MATERIAL SUPPLIED
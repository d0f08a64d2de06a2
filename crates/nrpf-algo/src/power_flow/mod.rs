//! Power Flow Solvers
//!
//! - [`nr_solver`]: the Newton-Raphson iteration over the stamped system
//! - [`runner`]: tx-stepping homotopy and between-solve device control
//! - [`results`]: bus voltages, device power, residual diagnostics

pub mod nr_solver;
pub mod results;
pub mod runner;

pub use nr_solver::{NrOutcome, NrSolver};
pub use results::{BusResult, InfeasibilityResult, InjectionResult, PowerFlowResults};
pub use runner::PowerFlow;
//! Loads: constant power (nonlinear) and constant impedance (linear).

use nrpf_core::{BusId, NodePair, NrpfError, NrpfResult};

use crate::sparse::MatrixBuilder;

use super::binding::{stamp_dual_equations, Binding};
use super::branch::Coupling;
use super::{add_j, add_y, handlers, Stamp, StampContext};

/// Current drawn by a constant `P + jQ` at voltage `vr + j·vi`, with its
/// partial derivatives.
#[derive(Debug, Clone, Copy, PartialEq)]
pub(crate) struct PqLinearization {
    pub fr: f64,
    pub fi: f64,
    pub dfr_dvr: f64,
    pub dfr_dvi: f64,
    pub dfi_dvr: f64,
    pub dfi_dvi: f64,
}

impl PqLinearization {
    pub fn at(p: f64, q: f64, vr: f64, vi: f64) -> Self {
        let d = vr * vr + vi * vi;
        let d2 = d * d;
        let a = p * vr + q * vi;
        let b = p * vi - q * vr;
        Self {
            fr: a / d,
            fi: b / d,
            dfr_dvr: (p * d - 2.0 * vr * a) / d2,
            dfr_dvi: (q * d - 2.0 * vi * a) / d2,
            dfi_dvr: (-q * d - 2.0 * vr * b) / d2,
            dfi_dvi: (p * d - 2.0 * vi * b) / d2,
        }
    }
}

fn pair_values(pair: Option<NodePair>, v: &[f64]) -> (f64, f64) {
    pair.map_or((0.0, 0.0), |n| (v[n.r], v[n.i]))
}

/// Constant-power load between `from` and `to` (ground when `None`).
#[derive(Debug, Clone, PartialEq)]
pub struct PqLoad {
    pub name: String,
    pub from: BusId,
    pub to: Option<BusId>,
    pub p: f64,
    pub q: f64,
}

impl PqLoad {
    pub fn new(name: impl Into<String>, from: BusId, to: Option<BusId>, p: f64, q: f64) -> Self {
        Self {
            name: name.into(),
            from,
            to,
            p,
            q,
        }
    }

    fn binding(&self, ctx: &StampContext<'_>) -> NrpfResult<(Option<NodePair>, Option<NodePair>)> {
        Ok((Some(ctx.nodes.bus(self.from)?), ctx.nodes.terminal(self.to)?))
    }
}

impl Stamp for PqLoad {
    fn stamp_primal(
        &self,
        y: &mut MatrixBuilder,
        j: &mut [f64],
        v_previous: &[f64],
        ctx: &StampContext<'_>,
    ) -> NrpfResult<()> {
        let (a, b) = self.binding(ctx)?;
        let (ar, ai) = pair_values(a, v_previous);
        let (br, bi) = pair_values(b, v_previous);
        let (vr, vi) = (ar - br, ai - bi);
        let lin = PqLinearization::at(self.p * ctx.tx_factor, self.q * ctx.tx_factor, vr, vi);

        let j_r = lin.dfr_dvr * vr + lin.dfr_dvi * vi - lin.fr;
        let j_i = lin.dfi_dvr * vr + lin.dfi_dvi * vi - lin.fi;

        for (node, sign) in [(a, 1.0), (b, -1.0)] {
            let Some(row) = node else { continue };
            for (col, col_sign) in [(a, 1.0), (b, -1.0)] {
                let s = sign * col_sign;
                let (cr, ci) = (col.map(|c| c.r), col.map(|c| c.i));
                add_y(y, Some(row.r), cr, s * lin.dfr_dvr);
                add_y(y, Some(row.r), ci, s * lin.dfr_dvi);
                add_y(y, Some(row.i), cr, s * lin.dfi_dvr);
                add_y(y, Some(row.i), ci, s * lin.dfi_dvi);
            }
            add_j(j, Some(row.r), sign * j_r);
            add_j(j, Some(row.i), sign * j_i);
        }
        Ok(())
    }

    fn stamp_dual(
        &self,
        y: &mut MatrixBuilder,
        j: &mut [f64],
        v_previous: &[f64],
        ctx: &StampContext<'_>,
    ) -> NrpfResult<()> {
        let (a, b) = self.binding(ctx)?;
        let binding = Binding::new().pair(a).pair(b);
        stamp_dual_equations(
            handlers::pq_load()?,
            &[self.p * ctx.tx_factor, self.q * ctx.tx_factor],
            &binding,
            y,
            j,
            v_previous,
        );
        Ok(())
    }
}

/// Constant-impedance load between `from` and `to` (ground when `None`).
#[derive(Debug, Clone, PartialEq)]
pub struct ImpedanceLoad {
    pub name: String,
    pub from: BusId,
    pub to: Option<BusId>,
    pub g: f64,
    pub b: f64,
}

impl ImpedanceLoad {
    pub fn new(name: impl Into<String>, from: BusId, to: Option<BusId>, g: f64, b: f64) -> Self {
        Self {
            name: name.into(),
            from,
            to,
            g,
            b,
        }
    }

    /// Admittance drawing `P + jQ` at `nominal_voltage`.
    pub fn from_power(
        name: impl Into<String>,
        from: BusId,
        to: Option<BusId>,
        p: f64,
        q: f64,
        nominal_voltage: f64,
    ) -> NrpfResult<Self> {
        let name = name.into();
        if !(nominal_voltage.is_finite() && nominal_voltage > 0.0) {
            return Err(NrpfError::Modeling(format!(
                "load {}: nominal voltage must be positive, got {}",
                name, nominal_voltage
            )));
        }
        let v2 = nominal_voltage * nominal_voltage;
        Ok(Self::new(name, from, to, p / v2, -q / v2))
    }

    /// Pure resistance `r`.
    pub fn resistive(name: impl Into<String>, from: BusId, to: Option<BusId>, r: f64) -> NrpfResult<Self> {
        let name = name.into();
        if !(r.is_finite() && r > 0.0) {
            return Err(NrpfError::Modeling(format!(
                "load {}: resistance must be positive, got {}",
                name, r
            )));
        }
        Ok(Self::new(name, from, to, 1.0 / r, 0.0))
    }

    fn coupling(&self, ctx: &StampContext<'_>) -> NrpfResult<Coupling> {
        Ok(Coupling::series(
            Some(ctx.nodes.bus(self.from)?),
            ctx.nodes.terminal(self.to)?,
            self.g,
            self.b,
        ))
    }
}

impl Stamp for ImpedanceLoad {
    fn stamp_primal(
        &self,
        y: &mut MatrixBuilder,
        _j: &mut [f64],
        _v: &[f64],
        ctx: &StampContext<'_>,
    ) -> NrpfResult<()> {
        self.coupling(ctx)?.stamp_primal(y);
        Ok(())
    }

    fn stamp_dual(
        &self,
        y: &mut MatrixBuilder,
        j: &mut [f64],
        v: &[f64],
        ctx: &StampContext<'_>,
    ) -> NrpfResult<()> {
        self.coupling(ctx)?.stamp_dual(y, j, v)
    }
}
#[test]
fn volt_controlled_capacitor_opens_below_band() {
    init_tracing();
    let mut b = NetworkModelBuilder::new(false);
    let slack = b.add_bus("slack", Complex64::new(1.0, 0.0)).unwrap();
    let load = b.add_bus("load", Complex64::new(1.0, 0.0)).unwrap();
    b.add_slack("gen", slack, 1.0, 0.0);
    b.add_line(TransmissionLine::single_phase("l1", slack, load, 0.01, 0.1, 0.0).unwrap());
    b.add_pq_load("ld", load, None, 0.5, 0.2);
    let cap = Capacitor::new("c1", load, None, 0.05, 1.0, CapacitorMode::Volt)
        .unwrap()
        .with_voltage_band(0.985, 1.05);
    b.add(Element::Capacitor(cap));
    let mut net = b.build().unwrap();

    let settings = PowerFlowSettings::default().with_tolerance(1e-10);
    let res = PowerFlow::new(settings).unwrap().solve(&mut net).unwrap();
    assert!(res.converged);
    assert_eq!(res.device_adjustments, 1);

    let cap_closed = net.elements().iter().any(|e| match e {
        Element::Capacitor(c) => c.is_closed(),
        _ => false,
    });
    assert!(!cap_closed);
    // with the capacitor out, the plain two-bus answer comes back
    assert!((res.bus("load").unwrap().v_mag - V2_MAG).abs() < 1e-9);
}

#[test]
fn device_budget_stops_the_outer_loop() {
    let mut b = NetworkModelBuilder::new(false);
    let slack = b.add_bus("slack", Complex64::new(1.0, 0.0)).unwrap();
    let load = b.add_bus("load", Complex64::new(1.0, 0.0)).unwrap();
    b.add_slack("gen", slack, 1.0, 0.0);
    b.add_line(TransmissionLine::single_phase("l1", slack, load, 0.01, 0.1, 0.0).unwrap());
    b.add_pq_load("ld", load, None, 0.5, 0.2);
    let cap = Capacitor::new("c1", load, None, 0.05, 1.0, CapacitorMode::Volt)
        .unwrap()
        .with_voltage_band(0.985, 1.05);
    b.add(Element::Capacitor(cap));
    let mut net = b.build().unwrap();

    let settings = PowerFlowSettings::default().with_max_device_adjustments(0);
    let res = PowerFlow::new(settings).unwrap().solve(&mut net).unwrap();
    assert!(res.converged);
    assert_eq!(res.device_adjustments, 0);
}

#[test]
fn floating_bus_is_a_structural_error() {
    init_tracing();
    let mut b = NetworkModelBuilder::new(false);
    let slack = b.add_bus("slack", Complex64::new(1.0, 0.0)).unwrap();
    b.add_bus("floating", Complex64::new(1.0, 0.0)).unwrap();
    b.add_slack("gen", slack, 1.0, 0.0);
    let mut net = b.build().unwrap();

    let diag = net.validate_topology();
    assert!(!diag.has_errors());
    assert_eq!(diag.warning_count(), 1);

    let err = PowerFlow::new(PowerFlowSettings::default())
        .unwrap()
        .solve(&mut net)
        .unwrap_err();
    assert!(matches!(err, NrpfError::Structural(_)), "{}", err);
}

#[test]
fn non_finite_load_is_rejected_before_the_solve() {
    let mut b = NetworkModelBuilder::new(false);
    let slack = b.add_bus("slack", Complex64::new(1.0, 0.0)).unwrap();
    let load = b.add_bus("load", Complex64::new(1.0, 0.0)).unwrap();
    b.add_slack("gen", slack, 1.0, 0.0);
    b.add_line(TransmissionLine::single_phase("l1", slack, load, 0.01, 0.1, 0.0).unwrap());
    b.add_pq_load("ld", load, None, f64::NAN, 0.2);
    let mut net = b.build().unwrap();

    let err = PowerFlow::new(PowerFlowSettings::default())
        .unwrap()
        .solve(&mut net)
        .unwrap_err();
    assert!(matches!(err, NrpfError::Structural(_)), "{}", err);
}

#[test]
fn settings_from_json_drive_a_solve() {
    let settings = PowerFlowSettings::from_json(
        r#"{ "tolerance": 1e-10, "V_limiting": true, "linear_solver": "dense_lu" }"#,
    )
    .unwrap();
    assert!(settings.voltage_limiting);

    let mut net = two_bus_pq(false);
    let res = PowerFlow::new(settings).unwrap().solve(&mut net).unwrap();
    assert!(res.converged);
    assert!((res.bus("load").unwrap().v_mag - V2_MAG).abs() < 1e-9);

    let json = serde_json::to_value(&res).unwrap();
    assert_eq!(json["converged"], true);
    assert_eq!(json["buses"][1]["name"], "load");
}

WHAT YOU WILL DO
Read the material above and copy out each line holding "binding".

RESPONSE TO THE EXERCISE
use super::binding::{stamp_dual_equations, Binding};
    fn binding(&self, ctx: &StampContext<'_>) -> NrpfResult<(Option<NodePair>, Option<NodePair>)> {
        let (a, b) = self.binding(ctx)?;
        let (a, b) = self.binding(ctx)?;
        let binding = Binding::new().pair(a).pair(b);
            &binding,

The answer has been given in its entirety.